Пирам и Фисба

Поделись знанием:
Перейти к: навигация, поиск

Пирам и Фисба (греч. Πύραμος; Θίσβη) — легендарная вавилонская пара[1][2], история которой имеет нечто схожее с историей шекспировских несчастных влюблённых.

Овидий рассказывает о том, как они, несмотря на запрет их родителей, решили тайно встретиться однажды ночью за стенами города[3]. Свидание было назначено у высокой шелковицы, стоящей на берегу ручья. Фисба пришла первой, но пока она дожидалась возлюбленного, «появляется с мордой в пене кровавой, быков терзавшая только что, львица». Фисба спасается бегством, но в это время с её плеч спадает платок, который львица, найдя, разорвала кровавой пастью. Когда Пирам пришёл и увидел окровавленное покрывало, он представил себе самое худшее. Коря себя за предполагаемую гибель возлюбленной, он вонзил в себя меч[4]. Его брызнувшая кровь навсегда обагрила ягоды шелковицы.
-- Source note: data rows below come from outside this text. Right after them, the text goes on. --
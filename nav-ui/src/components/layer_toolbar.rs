//! Buttons for opening layer panels and switching compare mode.

use crate::map_bridge;
use crate::state::AppState;
use dioxus::prelude::*;
use nav_core::map::{LayerType, MapSide};

#[component]
pub fn LayerToolbar() -> Element {
    let mut state = use_context::<AppState>();
    let compare = (state.compare)();

    // Leaving compare mode sends right-hand layers back to the left map;
    // each panel does its own move when it sees the flag drop.
    let on_compare = move |_: Event<FormData>| {
        let enabled = !(state.compare)();
        if enabled {
            map_bridge::create_map(MapSide::Right, &state.map_view.read().projection);
        } else {
            map_bridge::destroy_map(MapSide::Right);
        }
        state.compare.set(enabled);
    };

    rsx! {
        div {
            style: "margin: 8px 0; display: flex; gap: 8px; align-items: center;",
            for name in [LayerType::OCEAN, LayerType::MET, LayerType::ICE] {
                button {
                    onclick: move |_| {
                        state.add_panel(LayerType::from(name));
                    },
                    "Add {name} layer"
                }
            }
            label {
                style: "margin-left: 16px;",
                input {
                    r#type: "checkbox",
                    checked: compare,
                    onchange: on_compare,
                }
                " Compare"
            }
        }
    }
}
Фисба, вернувшись, нашла своего возлюбленного умирающим; она схватила меч и, направив его себе прямо в сердце, бросилась на него[3][5][6]. В поэме Нонна они превращены в реки, постоянно стремящиеся друг к другу[7]. Река Пирам в Турции ныне называется Джейхан.





В литературе и искусстве

Эта история мало изображалась в античности, она становится популярной в живописи пост-Ренессанса. Чаще всего живописцы выбирали для изображения наиболее драматичные моменты: когда Фисба убегает, завидев льва или находит распростёртое на земле тело Пирама, в груди которого виднеется меч, либо когда она бросается на меч, заканчивая жизнь самоубийством. Нередко на некотором расстоянии изображался и лев, порой нападающий на быка, которого пытаются отбить пастухи.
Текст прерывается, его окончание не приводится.